The Future of Work - with Jan Owen and Professor Leah Ruppanner
The pandemic has flipped the lid on several business models, including changing the fundamentals of the way we work. A McKinsey report states that about 20-25% of the workers in advanced economies will continue to work remotely for three to five days a week. Success in this new world order will be for those who learn to adapt and give their employees the opportunity to embrace an emerging work culture, namely, choose your workplace.
While enterprises are giving employees flexibility, the future of work will be successful only through intelligent technology choices.
Folio's May Conversation Event will be in-person.
Where: Boyd Community Hub - Assembly Hall 207 City Rd, Southbank VIC 3006
When: Tues 24th May, please start arriving from 7pm for a 7:30pm start
Jan has spent her career working at the intersection of individual, organisational and societal change as an entrepreneur, innovator and social sector leader.
Her work includes: building and leading alliances; campaigns and advocacy on the rights of children and young people around the globe; strategy, innovation and leadership on the future of education, work and entrepreneurship; facilitating and building powerful strategic community, business, government and philanthropic investment and partnerships committed to our collective future as an inclusive, imaginative and courageous world.
Jan has been the recipient of many Awards acknowledging her commitment to unleashing the unlimited potential of children and young people and services to the Australian community.
Jan is Founder & Principal, Adaptability & working with innovative leaders and organisations on strategy, innovation & systems change; co-Chair/Convenor, Learning Creates Australia; co-Convenor, FoyerInvest Consortium; Chair, Cool Australia and co-Founder, Be Well.
She is the co-author of Every Childhood Lasts a Lifetime (1996) and The Future Chasers (2014); and Host of the New Work Bites Podcast.
Leah Ruppanner is a Professor of Sociology and Founding Director of The Future of Work Lab at the University of Melbourne.

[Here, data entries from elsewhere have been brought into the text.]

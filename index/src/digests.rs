use bytes::Bytes;
use data_encoding::{HEXLOWER, HEXLOWER_PERMISSIVE};
use serde::{Deserialize, Serialize};
use sha2::Digest as _;
use thiserror::Error;

/// A raw content digest, displayed as lowercase hex.
#[derive(Clone, Default, PartialEq, Eq, Hash, PartialOrd, Ord)]
pub struct Digest(Bytes);

#[derive(Error, Debug, PartialEq)]
pub enum Error {
    #[error("invalid hex digest: {0:?}")]
    InvalidHex(String),

    #[error("empty digest")]
    Empty,

    #[error("unsupported digest algorithm: {0}")]
    UnsupportedAlgorithm(String),
}

impl Digest {
    /// Decodes a hex digest. Upper case input is accepted.
    pub fn from_hex(s: &str) -> Result<Self, Error> {
        if s.is_empty() {
            return Err(Error::Empty);
        }
        HEXLOWER_PERMISSIVE
            .decode(s.as_bytes())
            .map(|b| Self(b.into()))
            .map_err(|_| Error::InvalidHex(s.to_string()))
    }

    pub fn to_hex(&self) -> String {
        HEXLOWER.encode(&self.0)
    }

    pub fn as_slice(&self) -> &[u8] {
        &self.0[..]
    }

    pub fn len(&self) -> usize {
        self.0.len()
    }

    pub fn is_empty(&self) -> bool {
        self.0.is_empty()
    }
}

impl From<Digest> for Bytes {
    fn from(val: Digest) -> Self {
        val.0
    }
}

impl From<&[u8]> for Digest {
    fn from(value: &[u8]) -> Self {
        Self(Bytes::copy_from_slice(value))
    }
}

impl From<Vec<u8>> for Digest {
    fn from(value: Vec<u8>) -> Self {
        Self(value.into())
    }
}

impl std::fmt::Display for Digest {
    fn fmt(&self, f: &mut std::fmt::Formatter<'_>) -> std::fmt::Result {
        write!(f, "{}", self.to_hex())
    }
}

impl std::fmt::Debug for Digest {
    fn fmt(&self, f: &mut std::fmt::Formatter<'_>) -> std::fmt::Result {
        write!(f, "Digest({})", self.to_hex())
    }
}

/// Digest algorithms an inventory may declare.
#[derive(Clone, Copy, Debug, PartialEq, Eq, Hash, Serialize, Deserialize)]
#[serde(rename_all = "lowercase")]
pub enum DigestAlgorithm {
    Sha512,
    Sha256,
}

impl DigestAlgorithm {
    pub fn as_str(&self) -> &'static str {
        match self {
            DigestAlgorithm::Sha512 => "sha512",
            DigestAlgorithm::Sha256 => "sha256",
        }
    }

    pub fn hash(&self, data: &[u8]) -> Digest {
        match self {
            DigestAlgorithm::Sha512 => sha2::Sha512::digest(data).to_vec().into(),
            DigestAlgorithm::Sha256 => sha2::Sha256::digest(data).to_vec().into(),
        }
    }
}

impl std::str::FromStr for DigestAlgorithm {
    type Err = Error;

    fn from_str(s: &str) -> Result<Self, Self::Err> {
        match s {
            "sha512" => Ok(DigestAlgorithm::Sha512),
            "sha256" => Ok(DigestAlgorithm::Sha256),
            other => Err(Error::UnsupportedAlgorithm(other.to_string())),
        }
    }
}

impl std::fmt::Display for DigestAlgorithm {
    fn fmt(&self, f: &mut std::fmt::Formatter<'_>) -> std::fmt::Result {
        f.write_str(self.as_str())
    }
}

#[cfg(test)]
mod tests {
    use super::{Digest, DigestAlgorithm, Error};

    #[test]
    fn hex_roundtrip_normalizes_case() {
        let d = Digest::from_hex("ABCDEF01").expect("must parse");
        assert_eq!("abcdef01", d.to_string());
        assert_eq!(4, d.len());
    }

    #[test]
    fn rejects_bad_hex() {
        assert_eq!(
            Err(Error::InvalidHex("xyz".to_string())),
            Digest::from_hex("xyz")
        );
        assert_eq!(Err(Error::Empty), Digest::from_hex(""));
    }

    #[test]
    fn sha256_known_value() {
        assert_eq!(
            "e3b0c44298fc1c149afbf4c8996fb92427ae41e4649b934ca495991b7852b855",
            DigestAlgorithm::Sha256.hash(b"").to_hex()
        );
        assert_eq!(64, DigestAlgorithm::Sha512.hash(b"").len());
    }
}
use std::ops::Bound;
use std::path::PathBuf;
use std::sync::Arc;

use async_trait::async_trait;
use chrono::{DateTime, Utc};
use data_encoding::BASE64URL_NOPAD;
use redb::{Database, ReadTransaction, ReadableTable, TableDefinition, WriteTransaction};
use serde::{Deserialize, Serialize};
use tracing::{instrument, warn};

use super::{
    page_size, BackendTx, IndexBackend, InventoryRecord, InventoryUpsert, Object, ObjectList,
    ObjectListItem, ObjectListOptions, ObjectRoot, ObjectRootList, ObjectSort, ObjectVersion,
    NodeState, PathInfo, PathItem, StateQuery, Summary, VersionInsert,
};
use crate::digests::{Digest, DigestAlgorithm};
use crate::fs::join;
use crate::inventory::{Spec, User, VNum};
use crate::Error;

/// Major and minor version of the table layout below.
pub const SCHEMA_VERSION: (u64, u64) = (1, 0);

const SCHEMA_TABLE: TableDefinition<&str, u64> = TableDefinition::new("schema");
const SEQUENCE_TABLE: TableDefinition<&str, u64> = TableDefinition::new("sequences");
/// path → [ObjectRootRow]
const OBJECT_ROOT_TABLE: TableDefinition<&str, &[u8]> = TableDefinition::new("object_roots");
/// id → path
const OBJECT_ROOT_ID_TABLE: TableDefinition<u64, &str> = TableDefinition::new("object_root_ids");
/// ocfl id → [InventoryRow]
const INVENTORY_TABLE: TableDefinition<&str, &[u8]> = TableDefinition::new("inventories");
/// id → ocfl id
const INVENTORY_ID_TABLE: TableDefinition<u64, &str> = TableDefinition::new("inventory_ids");
/// object root id → ocfl id
const INVENTORY_ROOT_TABLE: TableDefinition<u64, &str> = TableDefinition::new("inventory_roots");
/// [version_key] → [VersionRow]
const VERSION_TABLE: TableDefinition<&[u8], &[u8]> = TableDefinition::new("versions");
/// [node_key] → [NodeValue]
const NODE_TABLE: TableDefinition<&[u8], &[u8]> = TableDefinition::new("nodes");
/// id → [node_key]
const NODE_ID_TABLE: TableDefinition<u64, &[u8]> = TableDefinition::new("node_ids");
/// [name_key] → child node id
const NAME_TABLE: TableDefinition<&[u8], u64> = TableDefinition::new("names");
/// [content_key], ordered by digest
const CONTENT_PATH_TABLE: TableDefinition<&[u8], ()> = TableDefinition::new("content_paths");
/// [content_inventory_key], ordered by inventory
const CONTENT_PATH_INVENTORY_TABLE: TableDefinition<&[u8], ()> =
    TableDefinition::new("content_paths_by_inventory");
/// [created_key] of the first and the head version of each object
const CREATED_INDEX_TABLE: TableDefinition<&[u8], ()> = TableDefinition::new("created_index");
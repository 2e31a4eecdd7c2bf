use std::sync::Arc;

use tokio::sync::Mutex;
use tracing::warn;

use crate::backend::{BackendTx, IndexBackend};
use crate::Error;

/// The write transaction of a pipeline run.
///
/// Whoever holds the lock owns the transaction. Backend calls run on the
/// blocking thread pool with the guard moved along, and a commit keeps the
/// lock until its successor transaction is open.
pub(crate) struct SharedTx {
    backend: Arc<dyn IndexBackend>,
    slot: Arc<Mutex<Option<Box<dyn BackendTx>>>>,
}

impl SharedTx {
    pub async fn begin(backend: Arc<dyn IndexBackend>) -> Result<Self, Error> {
        let tx = backend.begin_tx().await?;
        Ok(Self {
            backend,
            slot: Arc::new(Mutex::new(Some(tx))),
        })
    }

    /// Runs `f` on the open transaction.
    pub async fn with<F, R>(&self, f: F) -> Result<R, Error>
    where
        F: FnOnce(&mut dyn BackendTx) -> Result<R, Error> + Send + 'static,
        R: Send + 'static,
    {
        let mut guard = self.slot.clone().lock_owned().await;
        tokio::task::spawn_blocking(move || {
            let tx = guard
                .as_mut()
                .ok_or_else(|| Error::StorageError("transaction is closed".to_string()))?;
            f(tx.as_mut())
        })
        .await?
    }

    /// Commits the open transaction and starts a new one.
    pub async fn commit_and_renew(&self) -> Result<(), Error> {
        let mut guard = self.slot.lock().await;
        let tx = guard
            .take()
            .ok_or_else(|| Error::StorageError("transaction is closed".to_string()))?;
        tokio::task::spawn_blocking(move || tx.commit()).await??;
        *guard = Some(self.backend.begin_tx().await?);
        Ok(())
    }

    /// Commits the open transaction, leaving none open.
    pub async fn commit(&self) -> Result<(), Error> {
        let tx = self
            .slot
            .lock()
            .await
            .take()
            .ok_or_else(|| Error::StorageError("transaction is closed".to_string()))?;
        tokio::task::spawn_blocking(move || tx.commit()).await?
    }

    /// Discards the open transaction, if any.
    pub async fn rollback(&self) {
        let Some(tx) = self.slot.lock().await.take() else {
            return;
        };
        match tokio::task::spawn_blocking(move || tx.rollback()).await {
            Ok(Ok(())) => {}
            Ok(Err(e)) => warn!(err=%e, "failed to roll back transaction"),
            Err(e) => warn!(err=%e, "failed to roll back transaction"),
        }
    }
}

She was previously a Director of The Policy Lab at the University of Melbourne.
Her research investigates gender and its intersection to inequalities, technologies and policies. Associate Professor Ruppanner is a leading expert on COVID-19 and its impact on gender inequality in US and Australia. Her book, Motherlands: How States Push Mothers out of Employment (2020) provides a typology of childcare and gender policies and their relationship to mothers' employment varies across US states. This has led to a range of high impact publications showing women have divergent experiences based on their state of residence. Finally, she is leading a project on gender bias in hiring algorithms to understand how gender bias limits women's access to employment.
Ruppanner's research is published in Demography, Journal of Marriage and Family, Sociological Methods and Research, European Sociological Review and Social Science Research. She also has expansive media coverage in the New York Times, Washington Post and the Guardian and external grant success including the ARC DECRA, an ARC Discovery on sleep and an ARC Linkage on women in local government.